While walking around we saw what looked like a hotel lobby, with a statue of an astronaut out front. Of course we went in to look. It was some confusing boutique. Apparently it was showing off some kind of design studio. They had modest but well-sculpted examples of dishes and ... well, stuff, spread across a half-dozen rooms of weird configurations. It was a bit hard to figure what we should be buying from there. They had a couple TVs, all showing a British documentary about a band I keep thinking is Oasis but I know it's not them. Somebody else.

And we kept wandering around, finding what looked like the cleanup at the end of a fish market. Well, it smelled fishy, and there were piles of ice being swept off the bricks, and seagulls were looking around.

We could've explored much more, naturally. The town was lovely and approachable and attractive and we didn't really get enough of it. But we did have to get back to the hotel, so we could catch a train.

Trivia: The War of Jenkins' Ear was declared by the British on the 19th of October, 1739, more than seven years after Captain Robert Jenkins's ear was cut off and his ship sacked by Spanish Captain Juan de Leon Fandino.

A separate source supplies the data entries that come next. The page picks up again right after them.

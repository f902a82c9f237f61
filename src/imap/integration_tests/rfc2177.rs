//-
// Copyright (c) 2023, Jason Lingle
//
// This file is part of Polliwog.
//
// Polliwog is free software: you can redistribute it and/or modify it under
// the terms of the GNU General Public License as published by the Free
// Software Foundation, either version 3 of the License, or (at your option)
// any later version.
//
// Polliwog is distributed in the hope that it will be useful, but WITHOUT ANY
// WARRANTY; without even the implied warranty of MERCHANTABILITY or FITNESS
// FOR A PARTICULAR PURPOSE. See the GNU General Public License for more
// details.
//
// You should have received a copy of the GNU General Public License along with
// Polliwog. If not, see <http://www.gnu.org/licenses/>.

use tokio::task::LocalSet;

use super::defs::*;
use crate::support::system_config::SystemConfig;

#[tokio::test]
async fn idle_reports_injected_delivery() {
    LocalSet::new()
        .run_until(async {
            let setup = set_up();
            let mut client = setup.connect("idle_main");
            quick_log_in(&mut client).await;
            for _ in 0..5 {
                quick_append(&mut client, "INBOX", TEST_MESSAGE).await;
            }
            quick_select(&mut client, "INBOX").await;

            client.write_raw(b"h IDLE\r\n").await.unwrap();
            assert_eq!(
                "+ idling",
                client.read_logical_line().await.unwrap(),
            );

            // Another session delivers a message; its change event wakes
            // the idling connection.
            let mut other = setup.connect("idle_other");
            quick_log_in(&mut other).await;
            quick_append(&mut other, "INBOX", TEST_MESSAGE).await;

            assert_eq!(
                "* 6 EXISTS",
                client.read_logical_line().await.unwrap(),
            );
            // The idler's poll claims \Recent for the new arrival on top
            // of the five it already owns.
            assert_eq!(
                "* 6 RECENT",
                client.read_logical_line().await.unwrap(),
            );

            client.write_raw(b"DONE\r\n").await.unwrap();
            let responses = client.collect_responses("h").await.unwrap();
            assert_eq!("h OK IDLE completed.", responses[0]);

            // The connection keeps working afterwards
            let responses = client.command("n NOOP").await.unwrap();
            assert_line_like("n OK .*", responses.last().unwrap());
        })
        .await;
}

#[tokio::test]
async fn idle_rejects_other_input() {
    LocalSet::new()
        .run_until(async {
            let setup = set_up();
            let mut client = setup.connect("idle_bad_input");
            quick_log_in(&mut client).await;
            quick_select(&mut client, "INBOX").await;

            client.write_raw(b"h IDLE\r\n").await.unwrap();
            assert_eq!(
                "+ idling",
                client.read_logical_line().await.unwrap(),
            );

            client.write_raw(b"NONSENSE\r\n").await.unwrap();
            assert_line_like(
                "\\* BAD .*",
                &client.read_logical_line().await.unwrap(),
            );
        })
        .await;
}

#[tokio::test]
async fn idle_refused_when_disabled() {
    LocalSet::new()
        .run_until(async {
            let mut config = SystemConfig::default();
            config.disable_idle = true;
            let setup = set_up_with_config(config);

            let mut client = setup.connect("idle_disabled");
            quick_log_in(&mut client).await;
            quick_select(&mut client, "INBOX").await;

            let responses = client.command("h IDLE").await.unwrap();
            assert_line_like(
                "h NO \\[CLIENTBUG\\] .*",
                responses.last().unwrap(),
            );
        })
        .await;
}

#[tokio::test]
async fn idle_refused_outside_selected_state() {
    LocalSet::new()
        .run_until(async {
            let setup = set_up();
            let mut client = setup.connect("idle_not_selected");
            quick_log_in(&mut client).await;

            let responses = client.command("h IDLE").await.unwrap();
            assert_line_like(
                "h NO \\[CLIENTBUG\\] .*",
                responses.last().unwrap(),
            );
        })
        .await;
}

Source: How The Scots Invented The Modern World, Arthur Herman.

Currently Reading: Water For A City: A History of New York City's Problem From The Beginning To The Delaware River System, Charles H Weidner.

PS: Vertex of a parabola – language in math again, a reblogged mathematics post. Sixth since Sunday!

(no subject)

Date: 2015-06-28 04:54 am (UTC)
ext_392293: Portrait of BunnyHugger. (grayscale)
From: [identity profile] bunny-hugger.livejournal.com
My pendant is glass, not plastic, for the record. I looks like a droplet of glass, with the ever-green "clover" (actually some clover-like plant, an Oxalis or the like) inside.

(no subject)

Date: 2015-07-03 04:24 am (UTC)
From: [identity profile] austin-dern.livejournal.com
Glass, yes. I did know that and I don't know why I wrote plastic instead.

(no subject)

Date: 2015-06-28 05:00 am (UTC)
ext_392293: Portrait of BunnyHugger. (grayscale)
From: [identity profile] bunny-hugger.livejournal.com
I think the band was Coldplay.

(no subject)

Date: 2015-07-03 04:26 am (UTC)
From: [identity profile] austin-dern.livejournal.com
I believe you're right, love. The documentary talked about things like how they'd passed out lights to the whole audience and set up some Internet-based mass program so the audience would be a deliberate light show, and part of the performance.